There is a lack of consensus and clear direction in breast cancer screening guidelines for younger people, which inadequately reflects the circumstances of those at risk for TNBC. Many women have similar experiences as I did — dismissed by their care provider when they present with abnormalities at a younger age.
One influential guideline from the U.S. Preventive Services Task Force recommends biennial mammograms beginning at age 50, though it acknowledges that some people may be eligible at age 40. The American Academy of Family Practice and the American College of Physicians advise starting mammography screening at age 50. In contrast, the American College of Radiology and the American College of Obstetricians and Gynecologists recommend mammograms beginning at age 40.
Unfortunately, none of the recommendations indicate risk-based screening before the age of 40, when more than 40% of the reported TNBC cases are diagnosed.
Due to lack of awareness of triple-negative breast cancer and provider apathy, many young people, particularly those of color, don’t get the screening they need or run into barriers when seeking care.
Delays in breast cancer screening due to the Covid-19 pandemic, lack of insurance, lack of disease awareness, health care provider bias, and other structural barriers can be exceptionally devastating for women who have triple-negative breast cancer.
Congress can make an investment to address these inequities.

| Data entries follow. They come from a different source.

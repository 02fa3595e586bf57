use chrono::Utc;
use serde::{Deserialize, Serialize};
use std::fmt;

/// Returns the current time as an RFC 3339 string, the format every stored
/// timestamp uses.
pub fn now_str() -> String {
    Utc::now().to_rfc3339()
}

/// A named ceremony or occasion a family can be invited to.
///
/// The set of valid labels is configuration (see [`crate::config::EventCatalog`]),
/// so the tag itself is just the label.
#[derive(Serialize, Deserialize, Debug, Clone, PartialEq, Eq, Hash)]
#[serde(transparent)]
pub struct EventTag(String);

impl EventTag {
    pub fn new(label: impl Into<String>) -> Self {
        Self(label.into())
    }

    pub fn as_str(&self) -> &str {
        &self.0
    }
}

impl fmt::Display for EventTag {
    fn fmt(&self, f: &mut fmt::Formatter<'_>) -> fmt::Result {
        f.write_str(&self.0)
    }
}

impl From<&str> for EventTag {
    fn from(label: &str) -> Self {
        Self::new(label)
    }
}

#[derive(Serialize, Deserialize, Debug, Clone, Copy, PartialEq, Eq)]
#[serde(rename_all = "lowercase")]
pub enum Gender {
    Male,
    Female,
}

impl Gender {
    /// Parses the wire value. Only the exact lowercase spellings are accepted.
    pub fn parse(value: &str) -> Option<Self> {
        match value {
            "male" => Some(Gender::Male),
            "female" => Some(Gender::Female),
            _ => None,
        }
    }

    /// Label used in exported spreadsheets.
    pub fn display_name(&self) -> &'static str {
        match self {
            Gender::Male => "Male",
            Gender::Female => "Female",
        }
    }
}

fn default_attending() -> bool {
    true
}

#[derive(Serialize, Deserialize, Debug, Clone, PartialEq)]
pub struct Member {
    pub name: String,
    pub gender: Gender,
    #[serde(default = "default_attending")]
    pub attending: bool,
}

impl Member {
    pub fn new(name: impl Into<String>, gender: Gender) -> Self {
        Self {
            name: name.into(),
            gender,
            attending: true,
        }
    }
}

/// A household on the guest list.
///
/// `legacy_event` only exists for records written by older schema
/// generations that carried a single `event` field. Never read either field
/// directly to decide event membership; use
/// [`crate::aggregation::effective_events`].
#[derive(Serialize, Deserialize, Debug, Clone, PartialEq)]
#[serde(rename_all = "camelCase")]
pub struct Family {
    pub id: String,
    pub family_name: String,
    #[serde(default)]
    pub events: Vec<EventTag>,
    #[serde(
        rename = "event",
        default,
        skip_serializing_if = "Option::is_none"
    )]
    pub legacy_event: Option<EventTag>,
    #[serde(default)]
    pub members: Vec<Member>,
    pub created_at: String,
    pub updated_at: String,
}

impl Family {
    pub fn new(id: impl Into<String>, family_name: impl Into<String>) -> Self {
        let now = now_str();
        Self {
            id: id.into(),
            family_name: family_name.into(),
            events: Vec::new(),
            legacy_event: None,
            members: Vec::new(),
            created_at: now.clone(),
            updated_at: now,
        }
    }

    pub fn with_events<I, T>(mut self, events: I) -> Self
    where
        I: IntoIterator<Item = T>,
        T: Into<EventTag>,
    {
        self.events = events.into_iter().map(Into::into).collect();
        self
    }

    pub fn with_legacy_event(mut self, event: impl Into<EventTag>) -> Self {
        self.legacy_event = Some(event.into());
        self
    }

    pub fn with_member(mut self, name: impl Into<String>, gender: Gender) -> Self {
        self.members.push(Member::new(name, gender));
        self
    }
}

#[derive(Serialize, Deserialize, Debug, Clone)]
pub struct MessageResponse {
    pub message: String,
}

impl MessageResponse {
    pub fn new(message: impl Into<String>) -> Self {
        Self {
            message: message.into(),
        }
    }
}

#[cfg(test)]
mod tests {
    use super::*;
    use serde_json::json;

    #[test]
    fn legacy_event_field_deserializes() {
        let family: Family = serde_json::from_value(json!({
            "id": "f-1",
            "familyName": "Sharma",
            "event": "Sangeet",
            "members": [{ "name": "Ravi", "gender": "male" }],
            "createdAt": "2024-01-01T00:00:00Z",
            "updatedAt": "2024-01-01T00:00:00Z"
        }))
        .unwrap();

        assert!(family.events.is_empty());
        assert_eq!(family.legacy_event, Some(EventTag::from("Sangeet")));
        assert!(family.members[0].attending);
    }

    #[test]
    fn absent_legacy_event_is_not_serialized() {
        let family = Family::new("f-2", "Verma").with_events(["Engagement"]);
        let value = serde_json::to_value(&family).unwrap();

        assert!(value.get("event").is_none());
        assert_eq!(value["familyName"], "Verma");
        assert_eq!(value["events"], json!(["Engagement"]));
    }

    #[test]
    fn gender_parse_is_strict() {
        assert_eq!(Gender::parse("male"), Some(Gender::Male));
        assert_eq!(Gender::parse("female"), Some(Gender::Female));
        assert_eq!(Gender::parse("Male"), None);
        assert_eq!(Gender::parse(""), None);
    }
}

This problem isn’t new. More than 30 years ago, at the direction of Congress, the Centers for Disease Control and Prevention created the National Breast and Cervical Cancer Early Detection Program to meet the needs of uninsured and underinsured women. But what should be a robust national program reaches only 15% of the women who are eligible for it.
The disparities that exist in the area of breast cancer might look different today if the National Breast and Cervical Cancer Early Detection Program had been adequately funded decades ago and uninsured and underinsured individuals, many of whom are women of color, had received free screening and, if needed, diagnostic and treatment services. We will never know.

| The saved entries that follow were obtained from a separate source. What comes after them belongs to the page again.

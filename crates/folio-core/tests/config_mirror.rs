//! Configuration mirror against mocked and in-memory services

use async_trait::async_trait;
use folio_core::{
    default_models, ConfigMirror, ConfigRole, EventChannel, ModelCatalog, Services, Topic,
    Workspace, WorkspaceConfig, WorkspaceError,
};
use folio_store::{ActiveConfiguration, ConfigService, StoreError};
use folio_test_utils::{InMemoryBackend, Operation};
use mockall::mock;
use std::sync::atomic::{AtomicUsize, Ordering};
use std::sync::Arc;

mock! {
    Config {}

    #[async_trait]
    impl ConfigService for Config {
        async fn active(&self) -> Result<ActiveConfiguration, StoreError>;
        async fn update(&self, role: ConfigRole, model_name: &str) -> Result<ActiveConfiguration, StoreError>;
        async fn models(&self) -> Result<Vec<String>, StoreError>;
    }
}

fn active(generator: &str, retrieval: &str) -> ActiveConfiguration {
    ActiveConfiguration {
        generator_role: generator.to_string(),
        retrieval_role: retrieval.to_string(),
    }
}

fn counter(channel: &EventChannel) -> (Arc<AtomicUsize>, folio_core::Subscription) {
    let count = Arc::new(AtomicUsize::new(0));
    let subscription = {
        let count = count.clone();
        channel.subscribe(Topic::CONFIGURATION_CHANGED, move |_| {
            count.fetch_add(1, Ordering::SeqCst);
            Ok(())
        })
    };
    (count, subscription)
}

#[tokio::test]
async fn unavailable_model_never_reaches_the_network() {
    let mut service = MockConfig::new();
    service.expect_update().never();
    service.expect_active().never();

    let channel = EventChannel::new();
    let (published, _subscription) = counter(&channel);
    let mirror = ConfigMirror::new(
        Arc::new(service),
        channel.clone(),
        ModelCatalog::new(default_models()),
    );

    let err = mirror
        .write(ConfigRole::Generator, "gpt-4o-mini")
        .await
        .unwrap_err();

    assert_eq!(
        err,
        WorkspaceError::UnsupportedModel {
            model: "gpt-4o-mini".to_string()
        }
    );
    assert_eq!(published.load(Ordering::SeqCst), 0);
}

#[tokio::test]
async fn write_delegates_then_publishes() {
    let mut service = MockConfig::new();
    service
        .expect_update()
        .withf(|role, model| *role == ConfigRole::Generator && model.to_string() == "gpt-4.1")
        .times(1)
        .returning(|_, _| Ok(active("gpt-4.1", "gpt-3.5-turbo")));

    let channel = EventChannel::new();
    let (published, _subscription) = counter(&channel);
    let mirror = ConfigMirror::new(
        Arc::new(service),
        channel.clone(),
        ModelCatalog::new(default_models()),
    );

    let config = mirror.write(ConfigRole::Generator, "gpt-4.1").await.unwrap();

    assert_eq!(config.generator_role, "gpt-4.1");
    assert_eq!(published.load(Ordering::SeqCst), 1);
}

#[tokio::test]
async fn failed_read_surfaces_unavailable_store() {
    let mut service = MockConfig::new();
    service
        .expect_active()
        .times(1)
        .returning(|| Err(StoreError::transport("read configuration", "connection refused")));

    let mirror = ConfigMirror::new(
        Arc::new(service),
        EventChannel::new(),
        ModelCatalog::default(),
    );

    let err = mirror.read().await.unwrap_err();
    assert!(matches!(
        err,
        WorkspaceError::BackingStoreUnavailable { ref resource, .. } if resource == "configuration"
    ));
    assert!(mirror.cached().is_none());
}

#[tokio::test]
async fn change_made_elsewhere_is_mirrored_after_sync() {
    let backend = Arc::new(InMemoryBackend::new());
    let settings = Workspace::new(WorkspaceConfig::default(), backend.clone());
    settings.navigate().await.unwrap();

    let services = Services::shared(backend.clone());
    let badge = ConfigMirror::new(
        services.config,
        settings.channel().clone(),
        ModelCatalog::new(default_models()),
    );
    let badge = Arc::new(badge);
    let _subscription = badge.subscribe(settings.channel());
    badge.read().await.unwrap();

    settings
        .mirror()
        .write(ConfigRole::Retrieval, "gpt-4o")
        .await
        .unwrap();
    assert!(badge.is_stale());
    assert_eq!(badge.cached().unwrap().retrieval_role, "gpt-3.5-turbo");

    let report = settings.sync().await.unwrap();
    assert!(report.configuration);
    assert!(badge.sync_pending().await.unwrap());
    assert_eq!(badge.cached().unwrap().retrieval_role, "gpt-4o");
    assert_eq!(backend.count(Operation::UpdateConfig), 1);
}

Concerned members of Congress are aware of the problem. In both the House and Senate labor and health and human services appropriations bill, they have included a $10 million increase for the National Breast and Cervical Cancer Early Detection Program. They also included specific report language regarding the need to increase awareness of triple-negative breast cancer and incorporate intervention strategies to help address inequities in breast cancer screening and diagnosis, focusing efforts on women who are geographically or culturally isolated and part of certain racial and ethnic groups. In addition, as part of the Cancer Moonshot initiative, $3 million has been allocated to expand efforts for breast cancer awareness among young women.

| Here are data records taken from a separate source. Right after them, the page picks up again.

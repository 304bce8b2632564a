//! Workspace composition root
//!
//! Owns one instance of every component and wires them together:
//! - Index and mirror subscribe to the event channel at construction
//! - `start` launches background sync, so announced changes are applied
//!   without an explicit `sync`
//! - The pipeline and `open` share one preview manager
//! - Dropping the workspace unsubscribes and stops background sync

use crate::config::WorkspaceConfig;
use crate::error::WorkspaceError;
use crate::index::{DirectoryIndex, DirectorySnapshot};
use crate::mirror::{ConfigMirror, ModelCatalog};
use crate::pipeline::ArtifactPipeline;
use crate::preview::{ConsumerId, PreviewHandle, PreviewManager};
use crate::slot::SlotFile;
use crate::types::DocumentRef;
use folio_events::{EventChannel, Subscription};
use folio_store::{
    ActiveConfiguration, ConfigService, FileStore, GenerationService, HttpBackend, TextDocument,
    VerificationService,
};
use parking_lot::Mutex;
use std::fmt;
use std::sync::Arc;
use tokio::task::JoinHandle;

/// External collaborators of a workspace
#[derive(Clone)]
pub struct Services {
    pub files: Arc<dyn FileStore>,
    pub generator: Arc<dyn GenerationService>,
    pub verifier: Arc<dyn VerificationService>,
    pub config: Arc<dyn ConfigService>,
}

impl Services {
    /// Every service backed by the same implementation
    #[must_use]
    pub fn shared<B>(backend: Arc<B>) -> Self
    where
        B: FileStore + GenerationService + VerificationService + ConfigService + 'static,
    {
        Self {
            files: backend.clone(),
            generator: backend.clone(),
            verifier: backend.clone(),
            config: backend,
        }
    }
}

impl fmt::Debug for Services {
    fn fmt(&self, f: &mut fmt::Formatter<'_>) -> fmt::Result {
        f.debug_struct("Services").finish_non_exhaustive()
    }
}

/// Result of opening a document
#[derive(Debug, Clone, PartialEq, Eq)]
pub enum OpenedDocument {
    /// Binary document, materialized for preview
    Preview(PreviewHandle),
    /// Textual document content
    Text(TextDocument),
}

/// Outcome of draining change notifications
#[derive(Debug, Clone, Copy, Default, PartialEq, Eq)]
pub struct SyncReport {
    /// Collections refreshed
    pub collections: usize,
    /// Whether the configuration was re-read
    pub configuration: bool,
}

/// Every component of one workspace session
pub struct Workspace {
    config: WorkspaceConfig,
    channel: EventChannel,
    index: Arc<DirectoryIndex>,
    previews: Arc<PreviewManager>,
    pipeline: ArtifactPipeline,
    mirror: Arc<ConfigMirror>,
    /// Consumer for previews opened outside the pipeline
    viewer: ConsumerId,
    subscriptions: Mutex<Vec<Subscription>>,
    tasks: Mutex<Vec<JoinHandle<()>>>,
}

impl fmt::Debug for Workspace {
    fn fmt(&self, f: &mut fmt::Formatter<'_>) -> fmt::Result {
        f.debug_struct("Workspace")
            .field("config", &self.config)
            .field("index", &self.index)
            .field("pipeline", &self.pipeline)
            .field("mirror", &self.mirror)
            .finish_non_exhaustive()
    }
}

impl Workspace {
    /// Workspace over one backend implementing every service
    #[must_use]
    pub fn new<B>(config: WorkspaceConfig, backend: Arc<B>) -> Self
    where
        B: FileStore + GenerationService + VerificationService + ConfigService + 'static,
    {
        Self::with_services(config, Services::shared(backend))
    }

    /// Workspace talking HTTP to `config.api_base_url`
    ///
    /// # Errors
    /// `WorkspaceError::Configuration` for an unusable base URL
    pub fn connect(config: WorkspaceConfig) -> Result<Self, WorkspaceError> {
        let backend = match config.request_timeout() {
            Some(timeout) => HttpBackend::with_timeout(&config.api_base_url, timeout),
            None => HttpBackend::new(&config.api_base_url),
        }
        .map_err(|e| WorkspaceError::Configuration(e.to_string()))?;
        tracing::info!(base_url = %backend.base_url(), "connecting workspace");
        Ok(Self::new(config, Arc::new(backend)))
    }

    /// Workspace over separately supplied services
    #[must_use]
    pub fn with_services(config: WorkspaceConfig, services: Services) -> Self {
        let channel = EventChannel::new();
        let previews = Arc::new(PreviewManager::new(
            services.files.clone(),
            &config.binary_extensions,
        ));
        let index = Arc::new(DirectoryIndex::new(services.files.clone()));
        let mirror = Arc::new(ConfigMirror::new(
            services.config,
            channel.clone(),
            ModelCatalog::new(config.models.clone()),
        ));

        let mut pipeline = ArtifactPipeline::new(
            services.files,
            services.generator,
            services.verifier,
            previews.clone(),
            channel.clone(),
        )
        .with_ack_windows(config.save_ack_window(), config.verification_ack_window());

        if let Some(path) = &config.artifact_slot_path {
            let slot = SlotFile::new(path);
            match slot.load() {
                Ok(Some(artifact)) => {
                    pipeline.restore(artifact);
                }
                Ok(None) => {}
                Err(err) => tracing::warn!(error = %err, "ignoring unreadable artifact slot"),
            }
            pipeline = pipeline.with_slot_file(slot);
        }

        let subscriptions = vec![index.subscribe(&channel), mirror.subscribe(&channel)];

        Self {
            config,
            channel,
            index,
            previews,
            pipeline,
            mirror,
            viewer: ConsumerId::new(),
            subscriptions: Mutex::new(subscriptions),
            tasks: Mutex::new(Vec::new()),
        }
    }

    /// Initial load of both listings and the active configuration
    ///
    /// Also starts background sync on the current runtime.
    ///
    /// # Errors
    /// The first `BackingStoreUnavailable`; whatever did load is kept
    pub async fn start(&self) -> Result<DirectorySnapshot, WorkspaceError> {
        self.spawn_background_sync();
        let (listings, config) =
            futures::future::join(self.index.refresh_all(), self.mirror.read()).await;
        config?;
        listings
    }

    /// Navigation trigger: re-read the active configuration
    ///
    /// # Errors
    /// `WorkspaceError::BackingStoreUnavailable`
    pub async fn navigate(&self) -> Result<ActiveConfiguration, WorkspaceError> {
        self.mirror.read().await
    }

    /// Open `doc` for viewing
    ///
    /// Binary documents are previewed through the shared preview manager,
    /// replacing the previously opened preview. Anything else is loaded as
    /// text.
    ///
    /// # Errors
    /// `WorkspaceError::FetchFailed`, or `WorkspaceError::Superseded` if a
    /// newer `open` overtook this one
    pub async fn open(&self, doc: &DocumentRef) -> Result<OpenedDocument, WorkspaceError> {
        if self.previews.is_binary(doc) {
            return match self.previews.acquire(self.viewer, doc).await? {
                Some(handle) => Ok(OpenedDocument::Preview(handle)),
                None => Err(WorkspaceError::Superseded {
                    name: doc.name.clone(),
                }),
            };
        }
        self.previews.release_consumer(self.viewer);
        self.index.load_text(doc).await.map(OpenedDocument::Text)
    }

    /// Release the preview held by `open`
    pub fn close_preview(&self) -> bool {
        self.previews.release_consumer(self.viewer)
    }

    /// Apply every change announced since the last sync
    ///
    /// # Errors
    /// The first refresh failure; remaining work stays pending
    pub async fn sync(&self) -> Result<SyncReport, WorkspaceError> {
        let collections = self.index.sync_pending().await?;
        let configuration = self.mirror.sync_pending().await?;
        Ok(SyncReport {
            collections,
            configuration,
        })
    }

    /// Apply announced changes in the background until dropped
    pub fn spawn_background_sync(&self) {
        let mut tasks = self.tasks.lock();
        if tasks.is_empty() {
            tasks.push(self.index.spawn_sync_task());
            tasks.push(self.mirror.spawn_sync_task());
        }
    }

    /// Drop every piece of session state
    pub fn reset(&self) {
        self.pipeline.clear();
        self.previews.release_all();
        self.index.reset();
        self.mirror.reset();
        tracing::info!("workspace reset");
    }

    #[inline]
    #[must_use]
    pub fn config(&self) -> &WorkspaceConfig {
        &self.config
    }

    #[inline]
    #[must_use]
    pub fn channel(&self) -> &EventChannel {
        &self.channel
    }

    #[inline]
    #[must_use]
    pub fn index(&self) -> &DirectoryIndex {
        &self.index
    }

    #[inline]
    #[must_use]
    pub fn previews(&self) -> &PreviewManager {
        &self.previews
    }

    #[inline]
    #[must_use]
    pub fn pipeline(&self) -> &ArtifactPipeline {
        &self.pipeline
    }

    #[inline]
    #[must_use]
    pub fn mirror(&self) -> &ConfigMirror {
        &self.mirror
    }
}

impl Drop for Workspace {
    fn drop(&mut self) {
        for task in self.tasks.lock().drain(..) {
            task.abort();
        }
        self.subscriptions.lock().clear();
    }
}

As a survivor of triple-negative breast cancer who many years ago had to fight systemic barriers entrenched in the health care system to receive the testing and diagnostic evaluations I knew were needed, I understand the importance of receiving timely access to lifesaving services and treatments. With this additional funding, more young people from Black and Hispanic communities will receive the care they need before it is too late.
I applaud congressional leaders for their support of Black, Hispanic, and younger women who are at increased risk for all forms of breast cancer, especially TNBC, and who depend upon essential programs like the National Breast and Cervical Cancer Early Detection Program. While the developments in Congress and the Cancer Moonshot are important steps, breast cancer patients and survivors have a responsibility to continue to advocate for subsequent appropriations and policy changes aimed at further addressing the significant inequities among Black, brown, and younger women with breast cancer.
Maimah Karmo is the founder and CEO of the Tigerlily Foundation, a national breast cancer foundation providing education, awareness, advocacy, and support to young women during and after breast cancer.